Passitivo 2010 Primitivo, Puglia (Italy)
Judging wines isn’t a linear job. It’s not really about grading all wines as a spectrum of quality. We don’t judge a Red Zinfandel from Russian River next to a bottle of Lafite Rothschild. They may get the same 90-point rating, but that doesn’t mean they are the same. We judge wines against there peers.
I mention this because I am rating this $15 dollar bottle of wine from Southern Italy as high as I have rated some much more expensive wines. This is a remarkable bottle of Primitivo, one of the best in the past few years. Perhaps only the Tormaresca Torcicoda has risen to this level of quality.

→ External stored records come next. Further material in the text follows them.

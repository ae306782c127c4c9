//! Settings file.

use std::path::{Path, PathBuf};

use anyhow::{Context, Result};
use mailcompose::{ComposeOptions, EncodingPolicy};

/// Settings that persist across invocations.
#[derive(Debug, Clone, Default, PartialEq, serde::Serialize, serde::Deserialize)]
#[serde(default, rename_all = "camelCase")]
pub struct Settings {
    /// Emit the Bcc header.
    pub keep_bcc: bool,
    /// Dot-stuff the output.
    pub escape_smtp: bool,
    /// Boundary base used when the description has none.
    pub base_boundary: Option<String>,
    /// Transfer encoding thresholds.
    pub policy: EncodingPolicy,
}

impl Settings {
    /// Builds composer options; flags set on the command line win, unset
    /// flags fall back to the file.
    #[must_use]
    pub fn options(&self, keep_bcc: Option<bool>, escape_smtp: Option<bool>) -> ComposeOptions {
        ComposeOptions::new()
            .keep_bcc(keep_bcc.unwrap_or(self.keep_bcc))
            .escape_smtp(escape_smtp.unwrap_or(self.escape_smtp))
            .policy(self.policy)
    }
}

/// Default settings location.
#[must_use]
pub fn default_path() -> PathBuf {
    dirs::config_dir()
        .unwrap_or_else(|| PathBuf::from("."))
        .join("mailcompose")
        .join("settings.json")
}

/// Loads settings.
///
/// An explicitly given file must exist; a missing default file yields the
/// default settings.
pub fn load(path: Option<&Path>) -> Result<Settings> {
    let (settings_path, required) = match path {
        Some(path) => (path.to_path_buf(), true),
        None => (default_path(), false),
    };

    if !required && !settings_path.exists() {
        return Ok(Settings::default());
    }

    let contents = std::fs::read_to_string(&settings_path)
        .with_context(|| format!("Failed to read settings from {}", settings_path.display()))?;
    let settings = serde_json::from_str(&contents)
        .with_context(|| format!("Invalid settings in {}", settings_path.display()))?;

    tracing::debug!("Loaded settings from {:?}", settings_path);
    Ok(settings)
}

#[cfg(test)]
#[allow(clippy::unwrap_used)]
mod tests {
    use super::*;
    use std::io::Write;

    #[test]
    fn test_load_partial_settings() {
        let mut file = tempfile::NamedTempFile::new().unwrap();
        write!(file, r#"{{"keepBcc": true, "policy": {{"base64_threshold": 0.2}}}}"#).unwrap();

        let settings = load(Some(file.path())).unwrap();
        assert!(settings.keep_bcc);
        assert!(!settings.escape_smtp);
        assert!((settings.policy.base64_threshold - 0.2).abs() < f64::EPSILON);
        assert_eq!(settings.policy.max_line_length, 998);
    }

    #[test]
    fn test_missing_explicit_file_is_an_error() {
        let dir = tempfile::tempdir().unwrap();
        assert!(load(Some(&dir.path().join("missing.json"))).is_err());
    }

    #[test]
    fn test_invalid_json_is_an_error() {
        let mut file = tempfile::NamedTempFile::new().unwrap();
        write!(file, "not json").unwrap();
        assert!(load(Some(file.path())).is_err());
    }

    #[test]
    fn test_flags_override_settings() {
        let settings = Settings {
            escape_smtp: true,
            ..Settings::default()
        };
        let options = settings.options(Some(true), None);
        assert!(options.keep_bcc);
        assert!(options.escape_smtp);

        let options = settings.options(None, Some(false));
        assert!(!options.keep_bcc);
        assert!(!options.escape_smtp);
    }
}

Full bodied, the wine offers up aromas of lavender and vanilla, along with with Amarone-like notes of black tar and raisin. On the palate, it starts of with fruit cake and fresh figs, leading into black cherry and a port-like note of smokey plum. The finish goes to anise and chocolate and then lifting into fresh fruit and an edge of rustic charm. This is a fun and rich bottle of wine that offers a lot of pleasure.
One of the reasons for the high quality and balance of this wine stems from the unique way in which it is grown. Primitivo ripens very early in Puglia, often as early as August. The winemaker does what is called “il giro del picciolo” which roughly translates to “strangle the leaf”. Instead of harvesting, the stem leading to the grape bunches is twisted, which effectively starves the fruit of water and nutrients. The grapes then start dry on the vine: this is a unique method that creates wine very similar to an old-school Amarone. Ironically, the method also allows the wine to retain a fresh quality, despite being harvested as raisins.
ABOUT APULIA (PUGLIA) and PRIMITIVO
Apulia’s exceptionally fertile plains make it one of Italy’s largest wine-producing regions, but until the 1970s most of its wines were seen as fit only for blending or for making Vermouth. Because of this, most Apulian producers chose to try to rid themselves of this lowly reputation, bringing about a radical transformation of their industry. A great number of very ordinary wines are still produced, but various changes have greatly improved the situation. Irrigation programs, the introduction of lower-yielding, higher-quality grape varieties (including many classic French ones), and a move away from the single-bush cultivation, known as alberello, to modern wire-trained systems, have led to both new wines gaining favor and some traditional ones showing renewed promise. The most important grape variety is now the Primitivo, which has been identified as the Zinfandel of California and is the earliest ripening grape grown in Italy.